Hello -
Regarding the various codes, here is some additional information from Research Data Assistance Center (ResDAC):
FHIR variable: paidbypatient
Blue Button Varname: ptnt_pay_amt
Definition: This variable is the dollar amount that the beneficiary paid for the PDE without being reimbursed by a third party.The amount includes all copayments, coinsurance, deductible, or other patient payment amounts, and comes directly from the source PDE. This amount contributes to a beneficiary's true out-of-pocket (TrOOP) costs, but only if it is for a Part D-covered drug (i.e., spending on non-covered drugs does not count toward the TrOOP amount).
There are also codes that are sometimes considered part of member liability that was paid by a third-party payer.
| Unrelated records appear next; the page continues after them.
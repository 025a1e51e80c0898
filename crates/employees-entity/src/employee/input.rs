//! Inbound create payload.

use serde_json::{Map, Value};

/// Loosely typed create payload.
///
/// Kept as a raw JSON object so that any extra keys the caller sends are
/// forwarded upstream untouched.
pub type CreateEmployeeInput = Map<String, Value>;

/// Keys a create payload must carry with a non-null value.
pub const REQUIRED_CREATE_FIELDS: [&str; 3] = ["name", "salary", "age"];

/// First required key that is absent or `null`, in declaration order.
pub fn first_missing_field(input: &CreateEmployeeInput) -> Option<&'static str> {
    REQUIRED_CREATE_FIELDS
        .into_iter()
        .find(|field| input.get(*field).is_none_or(Value::is_null))
}
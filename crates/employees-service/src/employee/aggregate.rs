//! In-memory operations over a fetched employee list.
//!
//! Every function takes or borrows a per-call list; nothing is shared.

use employees_entity::Employee;

/// Number of names returned by the top-earners query.
pub const TOP_EARNERS_LIMIT: usize = 10;

/// Employees whose name contains `query` (case-sensitive). An empty query
/// matches everyone.
pub fn search_by_name(employees: Vec<Employee>, query: &str) -> Vec<Employee> {
    employees
        .into_iter()
        .filter(|employee| employee.name.contains(query))
        .collect()
}

/// Highest salary, or `None` for an empty list.
pub fn max_salary(employees: &[Employee]) -> Option<i64> {
    employees.iter().map(|employee| employee.salary).max()
}

/// Names of the `limit` best-paid employees, highest salary first.
///
/// The sort is stable, so equal salaries keep their upstream order.
pub fn top_earner_names(mut employees: Vec<Employee>, limit: usize) -> Vec<String> {
    employees.sort_by(|a, b| b.salary.cmp(&a.salary));
    employees
        .into_iter()
        .take(limit)
        .map(|employee| employee.name)
        .collect()
}
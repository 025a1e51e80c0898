//! Employee handlers.
//!
//! Each handler delegates to a service and returns its result unchanged;
//! errors render through [`ApiError`].

use axum::Json;
use axum::extract::rejection::JsonRejection;
use axum::extract::{Path, State};
use axum::http::StatusCode;
use tracing::info;

use employees_core::error::AppError;
use employees_entity::{CreateEmployeeInput, Employee};

use crate::error::ApiError;
use crate::extractors::parse_employee_id;
use crate::state::AppState;

/// GET /api/v1/employee
pub async fn get_all_employees(
    State(state): State<AppState>,
) -> Result<Json<Vec<Employee>>, ApiError> {
    info!("Received request to get all employees");
    let employees = state.query_service.get_all_employees().await?;
    Ok(Json(employees))
}

/// GET /api/v1/employee/search/{search_string}
pub async fn get_employees_by_name_search(
    State(state): State<AppState>,
    Path(search_string): Path<String>,
) -> Result<Json<Vec<Employee>>, ApiError> {
    info!(search = %search_string, "Received request to search employees by name");
    let employees = state
        .query_service
        .get_employees_by_name_search(&search_string)
        .await?;
    Ok(Json(employees))
}

/// GET /api/v1/employee/{id}
pub async fn get_employee_by_id(
    State(state): State<AppState>,
    Path(id): Path<String>,
) -> Result<Json<Employee>, ApiError> {
    let id = parse_employee_id(&id)?;
    info!(id, "Received request to get employee by id");
    let employee = state.query_service.get_employee_by_id(id).await?;
    Ok(Json(employee))
}

/// GET /api/v1/employee/highestSalary
pub async fn get_highest_salary_of_employees(
    State(state): State<AppState>,
) -> Result<Json<i64>, ApiError> {
    info!("Received request to get highest salary of employees");
    let salary = state.query_service.get_highest_salary_of_employees().await?;
    Ok(Json(salary))
}

/// GET /api/v1/employee/topTenHighestEarningEmployeeNames
pub async fn get_top_ten_highest_earning_employee_names(
    State(state): State<AppState>,
) -> Result<Json<Vec<String>>, ApiError> {
    info!("Received request to get top ten highest earning employee names");
    let names = state
        .query_service
        .get_top_ten_highest_earning_employee_names()
        .await?;
    Ok(Json(names))
}

/// POST /api/v1/employee
pub async fn create_employee(
    State(state): State<AppState>,
    payload: Result<Json<CreateEmployeeInput>, JsonRejection>,
) -> Result<(StatusCode, Json<Employee>), ApiError> {
    let Json(input) = payload.map_err(|rejection| {
        AppError::validation(format!("Invalid request body: {}", rejection.body_text()))
    })?;
    info!("Received request to create employee");
    let employee = state.mutation_service.create_employee(input).await?;
    Ok((StatusCode::CREATED, Json(employee)))
}

/// DELETE /api/v1/employee/{id}
pub async fn delete_employee_by_id(
    State(state): State<AppState>,
    Path(id): Path<String>,
) -> Result<String, ApiError> {
    let id = parse_employee_id(&id)?;
    info!(id, "Received request to delete employee by id");
    let message = state.mutation_service.delete_employee_by_id(id).await?;
    Ok(message)
}
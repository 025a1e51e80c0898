//! Convenience result type alias.

use crate::error::AppError;

/// A specialized `Result` type for proxy operations.
pub type AppResult<T> = Result<T, AppError>;
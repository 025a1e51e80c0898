//! Employee domain entities.

pub mod input;
pub mod model;

pub use input::{CreateEmployeeInput, REQUIRED_CREATE_FIELDS, first_missing_field};
pub use model::Employee;
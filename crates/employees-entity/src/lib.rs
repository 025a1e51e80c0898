//! # employees-entity
//!
//! Domain value types for the employee proxy. Nothing here is persisted:
//! every value is deserialized from an upstream response, possibly
//! reshaped, and dropped at the end of the request.

pub mod employee;
pub mod envelope;

pub use employee::{CreateEmployeeInput, Employee};
pub use envelope::{ApiResponse, EmployeeListResponse, EmployeeResponse, Envelope};
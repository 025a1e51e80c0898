//! Route handlers organized by domain.

pub mod employee;
pub mod health;
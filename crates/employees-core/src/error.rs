//! Unified application error types for the employee proxy.
//!
//! All crates map their internal errors into [`AppError`] for consistent
//! propagation through the ? operator.

use std::fmt;
use thiserror::Error;

/// Top-level error kind categorization used across the entire application.
#[derive(Debug, Clone, Copy, PartialEq, Eq, Hash, serde::Serialize, serde::Deserialize)]
pub enum ErrorKind {
    /// The requested resource was not found.
    NotFound,
    /// Input validation failed.
    Validation,
    /// The upstream API kept answering 429 until the retry budget ran out.
    RateLimited,
    /// The upstream API rejected the request with a non-429 4xx status.
    UpstreamClient,
    /// The upstream API failed (5xx) or could not be reached.
    ExternalService,
    /// The upstream call succeeded but yielded no usable payload.
    OperationFailed,
    /// A serialization/deserialization error occurred.
    Serialization,
    /// A configuration error occurred.
    Configuration,
    /// An internal server error occurred.
    Internal,
}

impl ErrorKind {
    /// Whether an outbound call that failed with this kind may be retried.
    pub fn is_retryable(&self) -> bool {
        matches!(self, Self::RateLimited)
    }
}

impl fmt::Display for ErrorKind {
    fn fmt(&self, f: &mut fmt::Formatter<'_>) -> fmt::Result {
        match self {
            Self::NotFound => write!(f, "NOT_FOUND"),
            Self::Validation => write!(f, "VALIDATION"),
            Self::RateLimited => write!(f, "RATE_LIMITED"),
            Self::UpstreamClient => write!(f, "UPSTREAM_CLIENT"),
            Self::ExternalService => write!(f, "EXTERNAL_SERVICE"),
            Self::OperationFailed => write!(f, "OPERATION_FAILED"),
            Self::Serialization => write!(f, "SERIALIZATION"),
            Self::Configuration => write!(f, "CONFIGURATION"),
            Self::Internal => write!(f, "INTERNAL"),
        }
    }
}

/// The unified application error.
///
/// All crate-specific errors are mapped into `AppError` using `From` impls
/// or explicit `.map_err()` calls.
#[derive(Debug, Error)]
#[error("{kind}: {message}")]
pub struct AppError {
    /// The category of error.
    pub kind: ErrorKind,
    /// A human-readable error message.
    pub message: String,
    /// Optional underlying cause.
    #[source]
    pub source: Option<Box<dyn std::error::Error + Send + Sync>>,
}

impl AppError {
    /// Create a new application error.
    pub fn new(kind: ErrorKind, message: impl Into<String>) -> Self {
        Self {
            kind,
            message: message.into(),
            source: None,
        }
    }

    /// Create a new application error with an underlying cause.
    pub fn with_source(
        kind: ErrorKind,
        message: impl Into<String>,
        source: impl std::error::Error + Send + Sync + 'static,
    ) -> Self {
        Self {
            kind,
            message: message.into(),
            source: Some(Box::new(source)),
        }
    }

    /// Create a not-found error.
    pub fn not_found(message: impl Into<String>) -> Self {
        Self::new(ErrorKind::NotFound, message)
    }

    /// Create a validation error.
    pub fn validation(message: impl Into<String>) -> Self {
        Self::new(ErrorKind::Validation, message)
    }

    /// Create a rate-limited error.
    pub fn rate_limited(message: impl Into<String>) -> Self {
        Self::new(ErrorKind::RateLimited, message)
    }

    /// Create an upstream client (4xx) error.
    pub fn upstream_client(message: impl Into<String>) -> Self {
        Self::new(ErrorKind::UpstreamClient, message)
    }

    /// Create an external service error.
    pub fn external_service(message: impl Into<String>) -> Self {
        Self::new(ErrorKind::ExternalService, message)
    }

    /// Create an operation-failed error.
    pub fn operation_failed(message: impl Into<String>) -> Self {
        Self::new(ErrorKind::OperationFailed, message)
    }

    /// Create a configuration error.
    pub fn configuration(message: impl Into<String>) -> Self {
        Self::new(ErrorKind::Configuration, message)
    }

    /// Create an internal error.
    pub fn internal(message: impl Into<String>) -> Self {
        Self::new(ErrorKind::Internal, message)
    }
}

impl Clone for AppError {
    fn clone(&self) -> Self {
        Self {
            kind: self.kind,
            message: self.message.clone(),
            source: None,
        }
    }
}

impl From<serde_json::Error> for AppError {
    fn from(err: serde_json::Error) -> Self {
        Self::with_source(
            ErrorKind::Serialization,
            format!("JSON serialization error: {err}"),
            err,
        )
    }
}

impl From<config::ConfigError> for AppError {
    fn from(err: config::ConfigError) -> Self {
        Self::with_source(
            ErrorKind::Configuration,
            format!("Configuration error: {err}"),
            err,
        )
    }
}
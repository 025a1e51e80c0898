//! Upstream response envelopes.
//!
//! Every upstream endpoint answers `{status, message, data}`. These types
//! exist only to unwrap that shape; callers keep the payload and drop the
//! envelope.

use serde::{Deserialize, Serialize};

use crate::employee::Employee;

/// Generic `{status, message, data}` wrapper.
#[derive(Debug, Clone, Serialize, Deserialize)]
pub struct Envelope<T> {
    /// `"success"` or `"error"`.
    pub status: Option<String>,
    /// Human-readable outcome.
    pub message: Option<String>,
    /// Payload; absent or `null` when the upstream had nothing to return.
    pub data: Option<T>,
}

impl<T> Envelope<T> {
    /// Whether the upstream reported a failure in the envelope itself.
    pub fn is_error(&self) -> bool {
        self.status
            .as_deref()
            .is_some_and(|status| status.eq_ignore_ascii_case("error"))
    }
}

/// Envelope around the full employee list.
pub type EmployeeListResponse = Envelope<Vec<Employee>>;

/// Envelope around a single employee.
pub type EmployeeResponse = Envelope<Employee>;

/// Envelope whose payload is not interpreted.
pub type ApiResponse = Envelope<serde_json::Value>;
Note that these two variables are often $0 as discussed in this video (See the discussion about the member liability question at the 20:15 mark)
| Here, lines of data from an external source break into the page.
//! Server and CORS configuration.

use serde::{Deserialize, Serialize};

/// HTTP server configuration.
#[derive(Debug, Clone, Serialize, Deserialize)]
pub struct ServerConfig {
    /// Bind address.
    #[serde(default = "default_host")]
    pub host: String,
    /// Bind port.
    #[serde(default = "default_port")]
    pub port: u16,
    /// Graceful shutdown timeout in seconds.
    #[serde(default = "default_shutdown_grace")]
    pub shutdown_grace_seconds: u64,
    /// CORS configuration.
    #[serde(default)]
    pub cors: CorsConfig,
}

impl Default for ServerConfig {
    fn default() -> Self {
        Self {
            host: default_host(),
            port: default_port(),
            shutdown_grace_seconds: default_shutdown_grace(),
            cors: CorsConfig::default(),
        }
    }
}

impl ServerConfig {
    /// `host:port` string suitable for binding a listener.
    pub fn bind_address(&self) -> String {
        format!("{}:{}", self.host, self.port)
    }
}

/// CORS (Cross-Origin Resource Sharing) configuration.
#[derive(Debug, Clone, Serialize, Deserialize)]
pub struct CorsConfig {
    /// Allowed origins (use `["*"]` for development only).
    #[serde(default = "default_allowed_origins")]
    pub allowed_origins: Vec<String>,
    /// Allowed HTTP methods.
    #[serde(default = "default_allowed_methods")]
    pub allowed_methods: Vec<String>,
    /// Allowed HTTP headers.
    #[serde(default = "default_allowed_headers")]
    pub allowed_headers: Vec<String>,
    /// Max age for preflight cache in seconds.
    #[serde(default = "default_max_age")]
    pub max_age_seconds: u64,
}

impl Default for CorsConfig {
    fn default() -> Self {
        Self {
            allowed_origins: default_allowed_origins(),
            allowed_methods: default_allowed_methods(),
            allowed_headers: default_allowed_headers(),
            max_age_seconds: default_max_age(),
        }
    }
}

fn default_host() -> String {
    "0.0.0.0".to_string()
}

fn default_port() -> u16 {
    8080
}

fn default_shutdown_grace() -> u64 {
    30
}

fn default_allowed_origins() -> Vec<String> {
    vec!["*".to_string()]
}

fn default_allowed_methods() -> Vec<String> {
    vec![
        "GET".to_string(),
        "POST".to_string(),
        "DELETE".to_string(),
        "OPTIONS".to_string(),
    ]
}

fn default_allowed_headers() -> Vec<String> {
    vec!["*".to_string()]
}

fn default_max_age() -> u64 {
    3600
}
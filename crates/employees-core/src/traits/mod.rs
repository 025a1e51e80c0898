//! Core traits defined in `employees-core` and implemented by other crates.

pub mod upstream;

pub use http::{Method, StatusCode};
pub use upstream::{UpstreamExecutor, UpstreamRequest, UpstreamResponse};
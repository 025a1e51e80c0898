//! Employee query, aggregation, and mutation services.

pub mod aggregate;
pub mod mutation;
pub mod query;

pub use aggregate::TOP_EARNERS_LIMIT;
pub use mutation::EmployeeMutationService;
pub use query::EmployeeQueryService;
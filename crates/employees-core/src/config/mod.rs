//! Application configuration schemas.
//!
//! All configuration structs are deserialized from TOML files via the
//! `config` crate. Each sub-module represents a logical configuration
//! section, and every field carries a serde default so that a missing file
//! still produces a usable configuration.

pub mod app;
pub mod logging;
pub mod upstream;

use serde::{Deserialize, Serialize};

pub use self::app::{CorsConfig, ServerConfig};
pub use self::logging::LoggingConfig;
pub use self::upstream::{EndpointConfig, RetryConfig, UpstreamConfig};

use crate::error::AppError;

/// Prefix for environment variable overrides, e.g. `EMPLOYEES__SERVER__PORT`.
const ENV_PREFIX: &str = "EMPLOYEES";

/// Root application configuration.
///
/// Top-level deserialization target for the merged TOML configuration
/// files (default.toml + environment overlay + environment variables).
#[derive(Debug, Clone, Default, Serialize, Deserialize)]
pub struct AppConfig {
    /// HTTP server settings.
    #[serde(default)]
    pub server: ServerConfig,
    /// Upstream employee API settings.
    #[serde(default)]
    pub upstream: UpstreamConfig,
    /// Logging settings.
    #[serde(default)]
    pub logging: LoggingConfig,
}

impl AppConfig {
    /// Load configuration from TOML files.
    ///
    /// Merges `config/default.toml` with an environment-specific overlay
    /// `config/{env}.toml` and environment variables prefixed with
    /// `EMPLOYEES__`. Both files are optional.
    pub fn load(env: &str) -> Result<Self, AppError> {
        let config = config::Config::builder()
            .add_source(config::File::with_name("config/default").required(false))
            .add_source(config::File::with_name(&format!("config/{env}")).required(false))
            .add_source(
                config::Environment::with_prefix(ENV_PREFIX)
                    .separator("__")
                    .try_parsing(true),
            )
            .build()
            .map_err(|e| AppError::configuration(format!("Failed to build config: {e}")))?;

        config
            .try_deserialize()
            .map_err(|e| AppError::configuration(format!("Failed to deserialize config: {e}")))
    }

    /// Parse configuration from an in-memory TOML document.
    pub fn from_toml(source: &str) -> Result<Self, AppError> {
        let config = config::Config::builder()
            .add_source(config::File::from_str(source, config::FileFormat::Toml))
            .build()?;

        Ok(config.try_deserialize()?)
    }
}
FHIR variable: priorpayerpaid Blue Button Varname: other_troop_amt Definition: This is the amount of any payment made by other third-party payers that reduces the beneficiary’s liability for the PDE and counts towards Part D’s true out-of-pocket (TrOOP) requirement. Two examples are payments by qualified state pharmacy assistance programs or charities. This variable does not include amounts covered by the Part D low-income subsidy.
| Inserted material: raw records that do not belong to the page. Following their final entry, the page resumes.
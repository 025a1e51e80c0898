//! Application state shared across all handlers and middleware.

use std::sync::Arc;

use employees_core::config::AppConfig;
use employees_service::{EmployeeMutationService, EmployeeQueryService};

/// Application state containing all shared dependencies.
///
/// Passed to every Axum handler via `State<AppState>`.
/// All fields are `Arc`-wrapped for cheap cloning across tasks.
#[derive(Debug, Clone)]
pub struct AppState {
    /// Application configuration
    pub config: Arc<AppConfig>,
    /// List, lookup, and aggregate queries
    pub query_service: Arc<EmployeeQueryService>,
    /// Create and delete
    pub mutation_service: Arc<EmployeeMutationService>,
}
//! # employees-service
//!
//! Business logic for the employee proxy. Services fetch from the upstream
//! API through an injected [`UpstreamExecutor`], unwrap the response
//! envelope, and filter or aggregate the result in memory.
//!
//! Services follow constructor injection: the executor and endpoint
//! builder are provided at construction time.
//!
//! [`UpstreamExecutor`]: employees_core::traits::UpstreamExecutor

pub mod employee;
#[cfg(test)]
pub(crate) mod test_support;

pub use employee::{EmployeeMutationService, EmployeeQueryService};
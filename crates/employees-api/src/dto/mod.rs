//! Data transfer objects for API responses.

pub mod response;

pub use response::HealthResponse;
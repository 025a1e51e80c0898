//! Canned upstream responses for service tests.

use std::collections::VecDeque;
use std::sync::Mutex;

use async_trait::async_trait;
use serde_json::{Value, json};

use employees_core::config::UpstreamConfig;
use employees_core::result::AppResult;
use employees_core::traits::{StatusCode, UpstreamExecutor, UpstreamRequest, UpstreamResponse};
use employees_entity::Employee;
use employees_upstream::EmployeeEndpoints;

pub const BASE_URL: &str = "http://upstream.test/api/v1";

/// Replays queued responses in order and records every request.
#[derive(Debug, Default)]
pub struct StubExecutor {
    responses: Mutex<VecDeque<AppResult<UpstreamResponse>>>,
    requests: Mutex<Vec<UpstreamRequest>>,
}

impl StubExecutor {
    pub fn replying(responses: Vec<AppResult<UpstreamResponse>>) -> Self {
        Self {
            responses: Mutex::new(responses.into()),
            requests: Mutex::default(),
        }
    }

    pub fn requests(&self) -> Vec<UpstreamRequest> {
        self.requests.lock().unwrap().clone()
    }
}

#[async_trait]
impl UpstreamExecutor for StubExecutor {
    async fn execute(&self, request: UpstreamRequest) -> AppResult<UpstreamResponse> {
        self.requests.lock().unwrap().push(request);
        self.responses
            .lock()
            .unwrap()
            .pop_front()
            .expect("no canned upstream response left")
    }
}

pub fn endpoints() -> EmployeeEndpoints {
    EmployeeEndpoints::new(&UpstreamConfig {
        base_url: BASE_URL.to_string(),
        ..UpstreamConfig::default()
    })
}

pub fn employee(id: i64, name: &str, salary: i64) -> Employee {
    Employee {
        id,
        name: name.to_string(),
        salary,
        age: 30,
        profile_image: Some(String::new()),
    }
}

pub fn ok(body: Value) -> AppResult<UpstreamResponse> {
    Ok(UpstreamResponse {
        status: StatusCode::OK,
        body: body.to_string(),
    })
}

pub fn list_body(employees: &[Employee]) -> Value {
    json!({
        "status": "success",
        "data": employees,
        "message": "Successfully! All records has been fetched.",
    })
}
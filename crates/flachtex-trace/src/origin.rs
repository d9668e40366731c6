//! Origin records: which part of a string came from where.

use std::fmt;
use std::sync::Arc;

use serde::{Deserialize, Serialize};

use crate::range::Range;

/// Identifier of a source, usually a file path. `None` marks synthetic text.
pub type Origin = Option<Arc<str>>;

/// Bytes `[begin, end)` of the owning string were read from `origin`,
/// starting at byte `offset` of that source.
#[derive(Debug, Clone, PartialEq, Eq, Serialize, Deserialize)]
pub struct OriginRange {
    pub begin: usize,
    pub end: usize,
    pub origin: Origin,
    #[serde(default)]
    pub offset: usize,
}

impl OriginRange {
    pub fn new(begin: usize, end: usize, origin: Origin, offset: usize) -> Self {
        Self {
            begin,
            end,
            origin,
            offset,
        }
    }

    pub fn len(&self) -> usize {
        self.end - self.begin
    }

    pub fn is_empty(&self) -> bool {
        self.begin == self.end
    }

    pub fn range(&self) -> Range {
        Range::new(self.begin, self.end)
    }

    pub fn contains(&self, index: usize) -> bool {
        self.begin <= index && index < self.end
    }

    /// Offset in the source of the local byte `index`, if covered.
    pub fn source_offset(&self, index: usize) -> Option<usize> {
        self.contains(index).then(|| self.offset + (index - self.begin))
    }

    /// Clip the record to the window `[begin, end)` and rebase it so that
    /// `begin` becomes local index 0. Returns `None` when nothing remains.
    ///
    /// When the window starts inside the record the source offset moves
    /// forward by the number of bytes cut from the front.
    pub fn clip(&self, begin: usize, end: usize) -> Option<Self> {
        if self.end <= begin || self.begin >= end {
            return None;
        }
        let first = self.begin.max(begin);
        let last = self.end.min(end);
        Some(Self {
            begin: first - begin,
            end: last - begin,
            origin: self.origin.clone(),
            offset: self.offset + (first - self.begin),
        })
    }

    /// Move the record `n` bytes to the right.
    pub fn shifted(&self, n: usize) -> Self {
        Self {
            begin: self.begin + n,
            end: self.end + n,
            origin: self.origin.clone(),
            offset: self.offset,
        }
    }

    /// Whether `next` continues this record without a gap, both locally and
    /// in the source.
    pub(crate) fn continues_into(&self, next: &OriginRange) -> bool {
        self.end == next.begin
            && self.origin == next.origin
            && self.offset + self.len() == next.offset
    }
}

impl fmt::Display for OriginRange {
    fn fmt(&self, f: &mut fmt::Formatter<'_>) -> fmt::Result {
        let origin = self.origin.as_deref().unwrap_or("<none>");
        write!(f, "{}[{}:{}:+{}]", origin, self.begin, self.end, self.offset)
    }
}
FHIR variable: priorpayerpaid Blue Button Varname: plro_amt Definition: This is the amount of any payment by other third-party payers that reduces the beneficiary’s liability for the PDE but does not count towards Part D’s true out-of-pocket (TrOOP) requirement. Examples include payments by group health plans, worker's compensation, and governmental programs like the Veterans Administration and TRICARE.